The film has often been noted for many of its outdoor scenes, which feature the Palouse region. All of the outdoor scenes, including the trailer, were filmed on location in southeastern Washington near Rosalia and north-central Idaho.

==Release and reception==
===Promotion===
The film was publicized with a trailer that features Williams walking through a large undulating field of green grass, breaking the fourth wall and talking to the audience. This trailer was parodied on fifth season of the TV show, The Simpsons, in the episode, "Burns' Heir", substituting Charles Montgomery Burns (Harry Shearer) for Williams.

===Box office===
Toys was released in 1,272 venues, earning $4,810,027 and ranking sixth in its opening weekend, second among new releases, behind Forever Young. The film would ultimately gross $23,278,931 in North America, making it a commercial failure based on a $50 million budget.

===Critical response===
The film has an approval rating of 29% on Rotten Tomatoes, based on 28 reviews, and an average score of 4.5/10. The website's consensus reads: "Like a colorfully overengineered gewgaw on the shelf, Toys might look like fun, but its seemingly limitless possibilities lead mainly to confusion and disappointment." Metacritic, which uses a weighted average, assigned the a score of 40 out of 100, based on 25 critics, indicating "mixed or average" reviews. Audiences surveyed by CinemaScore gave the film an average grade of "C+" on a scale of A+ to F.
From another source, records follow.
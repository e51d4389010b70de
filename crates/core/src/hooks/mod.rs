//! Hook system
//!
//! Any number of listeners share one interception of a target function:
//! - [`HookPoint`] runs the listeners and decides whether the original runs
//! - Primitives redirect the real call site: function detours
//!   ([`FunctionDetour`]), per-instance vtable copies ([`InstanceVTableSwap`])
//!   and class-wide slot patches ([`GlobalVTableSwap`])
//! - [`HookRegistry`] keeps listeners across attach/detach of the targets
//!   listed in [`HookId`]

mod decision;
pub mod error;
pub mod inline;
pub mod landing;
pub mod point;
pub mod primitive;
pub mod registry;
pub mod slot;
pub mod strategy;
pub mod target;
pub mod targets;
pub mod vtable;

pub use decision::Decision;
pub use error::HookError;
pub use inline::FunctionDetour;
pub use landing::{land, ActiveSlot, StaticTarget};
pub use point::{BoundOriginal, HookPoint, InstallState, ListenerFn, ListenerId};
pub use primitive::{InterceptionPrimitive, PrimitiveFactory, PrimitiveKind};
pub use registry::{HookRegistry, HookStatus, HookSummary};
pub use slot::{resolve_member_slot, MemberFnRepr};
pub use strategy::InterceptionStrategy;
pub use target::{HookId, HookTarget, Scope};
pub use vtable::{GlobalVTableSwap, InstanceVTableSwap};
//! Config path resolution
//!
//! Resolves configuration paths relative to the binary that hosts the hooks.

use std::path::PathBuf;

use super::{ConfigError, ConfigResult};

/// Config file name inside the configs directory
pub const CONFIG_FILE_NAME: &str = "grouphook.toml";

/// Returns the grouphook base directory by navigating up from the host binary.
///
/// The host is expected at:
/// `<base>/bin/<platform>/<module>`
///
/// This navigates up 3 levels to reach `<base>/`.
pub fn grouphook_base_dir() -> ConfigResult<PathBuf> {
    let exe = std::env::current_exe().map_err(ConfigError::Io)?;

    // Navigate: module -> platform -> bin -> base
    exe.parent()
        .and_then(|p| p.parent())
        .and_then(|p| p.parent())
        .map(PathBuf::from)
        .ok_or(ConfigError::NoConfigDirectory)
}

/// Returns the configs directory.
///
/// Path: `<base>/configs/`
pub fn configs_dir() -> ConfigResult<PathBuf> {
    Ok(grouphook_base_dir()?.join("configs"))
}

/// Returns the hook config path.
///
/// Path: `<base>/configs/grouphook.toml`
pub fn hook_config_path() -> ConfigResult<PathBuf> {
    Ok(configs_dir()?.join(CONFIG_FILE_NAME))
}
//! Interface version strings
//!
//! These strings must match exactly what the engine exports.
//! The vtable layouts in [`crate::vtables`] were taken from these versions.

/// Client engine interface
pub const ENGINE_CLIENT: &str = "VEngineClient013";

/// Client engine tools (tool framework view overrides)
pub const CLIENT_ENGINE_TOOLS: &str = "VCLIENTENGINETOOLS001";

/// Game event manager (legacy S1-style events)
pub const GAME_EVENT_MANAGER: &str = "GAMEEVENTSMANAGER002";

/// Spectator camera singleton, resolved by the embedding plugin
pub const HLTV_CAMERA: &str = "C_HLTVCamera";

/// Collected interface versions for iteration
pub const INTERFACE_VERSIONS: &[(&str, &str)] = &[
    ("EngineClient", ENGINE_CLIENT),
    ("ClientEngineTools", CLIENT_ENGINE_TOOLS),
    ("GameEventManager", GAME_EVENT_MANAGER),
    ("HLTVCamera", HLTV_CAMERA),
];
Kenneth Turan of the Los Angeles Times stated that what made the film "that much sadder a failure is that everyone involved must have sincerely felt they were doing the Lord's work, care and concern going hand in hand with an almost total miscalculation of mood. Even Robin Williams, so lively a voice in Aladdin, is on beatific automatic pilot here, preferring to be warm and cuddly when a little of his energy (paradoxically on splendid display in the film's teaser trailer) is desperately called for. The Grinch Who Stole Christmas seems to have stripped the life from this film as well, leaving a pretty shell, expensive but hollow, in its place."

Peter Travers wrote in Rolling Stone, "To cut Toys a minor break, it is ambitious. It is also a gimmicky, obvious and pious bore, not to mention overproduced and overlong."

==Home media==
The film was released on VHS and LaserDisc in 1993 and DVD on October 16, 2001.

==Video game==
A video game based on the film, Toys: Let the Toy Wars Begin!, was released in 1993 for the Super NES and Genesis platforms by Absolute Entertainment. The game is played from an isometric perspective, and involves the player, as Leslie, attempting to destroy the elephant-head security cameras in the factory, cafeteria and warehouse levels to shut down those defenses. When the player gets to the Manhattan model, the game switches to a side-scrolling stage in which the player must fly all the way to General Leland Zevo's control center, shut down the production of the war toys, and save the good name of Zevo Toys.